Virginia Beach, Va. - Speeders, racers, and drunk drivers - that's what road crews on I-264 are dealing with on a nightly basis, and it has caught the attention of one state politician.
NewsChannel 3 got an exclusive look at a work zone on I-264 West. The work being done there is part of VDOT's $128 million rehabilitation program.
Right now, crews are removing patches of old concrete from the roadway and replacing them. Oftentimes, they’re working right next to an open lane of traffic as cars zip past.
“These guys literally have to, what I call, walk the line where we’re finishing off that concrete patching to get it so [drivers] can have a smooth ride tomorrow,” explained Bill Richards, Construction Manager for Curtis Contracting, the company hired by VDOT to complete the work.
But no matter how careful these workers are it seems they're never really safe.

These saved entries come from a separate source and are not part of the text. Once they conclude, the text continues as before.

//! Line-oriented transport: CRLF command/data reading with bounded buffers,
//! dot-stuffing reversal, and in-place STARTTLS upgrade.
//!
//! Generic over any `AsyncRead + AsyncWrite + Unpin` byte stream so the same
//! transport works over a `TcpStream`, a `UnixStream`, or (in tests) an
//! in-memory duplex pipe. See `spec.md` §4.1.

use std::pin::Pin;
use std::task::{Context, Poll};
use std::time::Duration;

use tokio::io::{AsyncBufRead, AsyncBufReadExt, AsyncRead, AsyncWrite, AsyncWriteExt, BufReader, ReadBuf};
use tokio_rustls::server::TlsStream;
use tokio_rustls::TlsAcceptor;

use crate::error::SmtpError;

/// The underlying byte stream, either plaintext or upgraded to TLS.
///
/// Mirrors the "upgrade in place" pattern used by production SMTP servers:
/// STARTTLS replaces the plain variant with a TLS-wrapped one without the
/// dispatcher or handler ever seeing the swap.
enum Conn<IO> {
    Plain(IO),
    Tls(Box<TlsStream<IO>>),
}

impl<IO: AsyncRead + AsyncWrite + Unpin> AsyncRead for Conn<IO> {
    fn poll_read(
        self: Pin<&mut Self>,
        cx: &mut Context<'_>,
        buf: &mut ReadBuf<'_>,
    ) -> Poll<std::io::Result<()>> {
        match self.get_mut() {
            Conn::Plain(io) => Pin::new(io).poll_read(cx, buf),
            Conn::Tls(tls) => Pin::new(tls.as_mut()).poll_read(cx, buf),
        }
    }
}

impl<IO: AsyncRead + AsyncWrite + Unpin> AsyncWrite for Conn<IO> {
    fn poll_write(
        self: Pin<&mut Self>,
        cx: &mut Context<'_>,
        buf: &[u8],
    ) -> Poll<std::io::Result<usize>> {
        match self.get_mut() {
            Conn::Plain(io) => Pin::new(io).poll_write(cx, buf),
            Conn::Tls(tls) => Pin::new(tls.as_mut()).poll_write(cx, buf),
        }
    }

    fn poll_flush(self: Pin<&mut Self>, cx: &mut Context<'_>) -> Poll<std::io::Result<()>> {
        match self.get_mut() {
            Conn::Plain(io) => Pin::new(io).poll_flush(cx),
            Conn::Tls(tls) => Pin::new(tls.as_mut()).poll_flush(cx),
        }
    }

    fn poll_shutdown(self: Pin<&mut Self>, cx: &mut Context<'_>) -> Poll<std::io::Result<()>> {
        match self.get_mut() {
            Conn::Plain(io) => Pin::new(io).poll_shutdown(cx),
            Conn::Tls(tls) => Pin::new(tls.as_mut()).poll_shutdown(cx),
        }
    }
}

/// Manages buffered I/O for a single connection and tracks the two read
/// modes (command-line vs. DATA block) that apply different size caps.
pub struct LineTransport<IO> {
    stream: BufReader<Conn<IO>>,
    line_length_limit: usize,
    data_size_limit: usize,
}

impl<IO: AsyncRead + AsyncWrite + Unpin> LineTransport<IO> {
    pub fn new(io: IO, line_length_limit: usize, data_size_limit: usize) -> Self {
        LineTransport {
            stream: BufReader::new(Conn::Plain(io)),
            line_length_limit,
            data_size_limit,
        }
    }

    /// Whether the connection is currently TLS-protected.
    pub fn is_tls(&self) -> bool {
        matches!(self.stream.get_ref(), Conn::Tls(_))
    }

    /// Reads one CRLF-terminated command line, applying `line_length_limit`.
    ///
    /// On a line exceeding the limit, the full logical line is still
    /// consumed (to keep the protocol in sync) but `SmtpError::LineTooLong`
    /// is returned in place of the line.
    pub async fn read_command_line(&mut self) -> Result<String, SmtpError> {
        let (raw, exceeded) = self.scan_line(Some(self.line_length_limit)).await?;
        if exceeded {
            return Err(SmtpError::LineTooLong);
        }
        Ok(String::from_utf8_lossy(strip_crlf(&raw)).into_owned())
    }

    /// `read_command_line` bounded by an idle timeout.
    pub async fn read_command_line_timeout(&mut self, timeout: Duration) -> Result<String, SmtpError> {
        match tokio::time::timeout(timeout, self.read_command_line()).await {
            Ok(result) => result,
            Err(_elapsed) => Err(SmtpError::Timeout),
        }
    }

    /// Reads a full DATA block, reversing dot-stuffing and normalizing line
    /// endings to CRLF, until a line containing exactly `.` is seen.
    ///
    /// Enforces `data_size_limit`: once exceeded, further content is
    /// discarded but the parser keeps reading until the terminator so the
    /// protocol stays in sync, then returns `SmtpError::DataTooLarge`.
    pub async fn read_data_block(&mut self) -> Result<Vec<u8>, SmtpError> {
        let mut content = Vec::new();
        let mut exceeded = false;

        loop {
            let (raw, _) = self.scan_line(None).await?;
            let line = strip_crlf(&raw);
            if line == b"." {
                break;
            }
            let unstuffed: &[u8] = if line.first() == Some(&b'.') { &line[1..] } else { line };

            if !exceeded {
                if content.len() + unstuffed.len() + 2 > self.data_size_limit {
                    exceeded = true;
                } else {
                    content.extend_from_slice(unstuffed);
                    content.extend_from_slice(b"\r\n");
                }
            }
        }

        if exceeded {
            Err(SmtpError::DataTooLarge)
        } else {
            Ok(content)
        }
    }

    pub async fn read_data_block_timeout(&mut self, timeout: Duration) -> Result<Vec<u8>, SmtpError> {
        match tokio::time::timeout(timeout, self.read_data_block()).await {
            Ok(result) => result,
            Err(_elapsed) => Err(SmtpError::Timeout),
        }
    }

    /// Writes a single reply line, appending CRLF, and flushes immediately.
    pub async fn write_line(&mut self, line: &str) -> Result<(), SmtpError> {
        self.stream.write_all(line.as_bytes()).await?;
        self.stream.write_all(b"\r\n").await?;
        self.stream.flush().await?;
        Ok(())
    }

    /// Writes several already-formatted reply lines (continuation hyphens
    /// included by the caller) with a single flush at the end.
    pub async fn write_reply(&mut self, lines: &[String]) -> Result<(), SmtpError> {
        for line in lines {
            self.stream.write_all(line.as_bytes()).await?;
            self.stream.write_all(b"\r\n").await?;
        }
        self.stream.flush().await?;
        Ok(())
    }

    /// Reads raw PROXY-preamble bytes without CRLF framing assumptions, used
    /// only before the SMTP banner is sent. Returns up to `max` bytes
    /// currently buffered/available without blocking past `timeout`.
    pub async fn peek_preamble(&mut self, max: usize, timeout: Duration) -> Result<Vec<u8>, SmtpError> {
        let fut = async {
            let buf = self.stream.fill_buf().await?;
            Ok::<Vec<u8>, std::io::Error>(buf[..buf.len().min(max)].to_vec())
        };
        match tokio::time::timeout(timeout, fut).await {
            Ok(Ok(bytes)) => Ok(bytes),
            Ok(Err(e)) => Err(classify_io_error(e)),
            Err(_elapsed) => Err(SmtpError::Timeout),
        }
    }

    /// Consumes exactly `n` bytes that were previously inspected via
    /// `peek_preamble`, advancing the stream past the PROXY header.
    pub fn consume_preamble(&mut self, n: usize) {
        self.stream.consume(n);
    }

    /// Negotiated TLS parameters, once `is_tls()` is true.
    pub fn tls_info(&self) -> Option<crate::model::TlsInfo> {
        match self.stream.get_ref() {
            Conn::Tls(tls) => {
                let (_, conn) = tls.get_ref();
                Some(crate::model::TlsInfo {
                    protocol_version: conn
                        .protocol_version()
                        .map(|v| format!("{:?}", v))
                        .unwrap_or_default(),
                    cipher_suite: conn
                        .negotiated_cipher_suite()
                        .map(|c| format!("{:?}", c.suite()))
                        .unwrap_or_default(),
                    peer_certificate_present: conn
                        .peer_certificates()
                        .map(|certs| !certs.is_empty())
                        .unwrap_or(false),
                })
            }
            Conn::Plain(_) => None,
        }
    }

    /// Performs the STARTTLS upgrade. Any bytes buffered-but-unconsumed at
    /// the plaintext layer are discarded by dropping the old `BufReader`
    /// (RFC 3207 §6: bytes sent before the handshake are not to be trusted).
    pub async fn upgrade_tls(self, acceptor: &TlsAcceptor) -> Result<Self, SmtpError>
    where
        IO: 'static,
    {
        let LineTransport {
            stream,
            line_length_limit,
            data_size_limit,
        } = self;

        let io = match stream.into_inner() {
            Conn::Plain(io) => io,
            Conn::Tls(_) => return Err(SmtpError::Tls("TLS is already active".to_string())),
        };

        let tls_stream = acceptor
            .accept(io)
            .await
            .map_err(|e| SmtpError::Tls(e.to_string()))?;

        Ok(LineTransport {
            stream: BufReader::new(Conn::Tls(Box::new(tls_stream))),
            line_length_limit,
            data_size_limit,
        })
    }

    /// Scans for the next `\n`-terminated line using `fill_buf`/`consume`
    /// (no per-byte syscalls). When `cap` is set, only the first `cap` bytes
    /// are retained in the returned buffer but every byte up to the
    /// terminator is still consumed from the stream, returning `exceeded =
    /// true` if more than `cap` bytes were seen.
    async fn scan_line(&mut self, cap: Option<usize>) -> Result<(Vec<u8>, bool), SmtpError> {
        let mut out = Vec::new();
        let mut exceeded = false;

        loop {
            let chunk = self.stream.fill_buf().await.map_err(classify_io_error)?;
            if chunk.is_empty() {
                return Err(SmtpError::Eof);
            }

            let newline_at = chunk.iter().position(|&b| b == b'\n');
            let take = newline_at.map_or(chunk.len(), |pos| pos + 1);
            let slice = &chunk[..take];

            if let Some(limit) = cap {
                if out.len() >= limit {
                    exceeded = true;
                } else {
                    let room = limit - out.len();
                    if slice.len() > room {
                        exceeded = true;
                        out.extend_from_slice(&slice[..room]);
                    } else {
                        out.extend_from_slice(slice);
                    }
                }
            } else {
                out.extend_from_slice(slice);
            }

            self.stream.consume(take);

            if newline_at.is_some() {
                break;
            }
        }

        Ok((out, exceeded))
    }
}

fn strip_crlf(raw: &[u8]) -> &[u8] {
    let raw = raw.strip_suffix(b"\n").unwrap_or(raw);
    raw.strip_suffix(b"\r").unwrap_or(raw)
}

fn classify_io_error(e: std::io::Error) -> SmtpError {
    if e.kind() == std::io::ErrorKind::ConnectionReset {
        SmtpError::ConnectionReset
    } else {
        SmtpError::Io(e)
    }
}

"We`ve had people come in, actually come into the work zones and crash into one of our trucks," said Richards.
The stories go on and on of drunk drivers, accidents with injuries and speeders.
"We`ve caught people coming through the work zone at 93 miles per hour," Richards told NewsChannel 3.
Since the rehabilitation work began last spring, VDOT spokesperson Laurie Simmons says there have been 28 accidents resulting in 9 injuries on I-264 from Railroad Bridge just west of Witchduck Road to Parks Avenue.
It's something that has caught the attention of Scott Rigell.
The congressman visited an I-264 work site in late October. He supports lowering the speed limit in work zones when there's the least amount of traffic on the road. He believes it's an issue the commonwealth needs to address.
But for now, Richards has some simple, straightforward advice.
"We ask people to use good common sense," Richards said. "And get off the telephone, pay attention."
Richards says they’re ahead of schedule with work on I-264 about 50% complete. According to him, they’ll wrap up the project in November of 2015.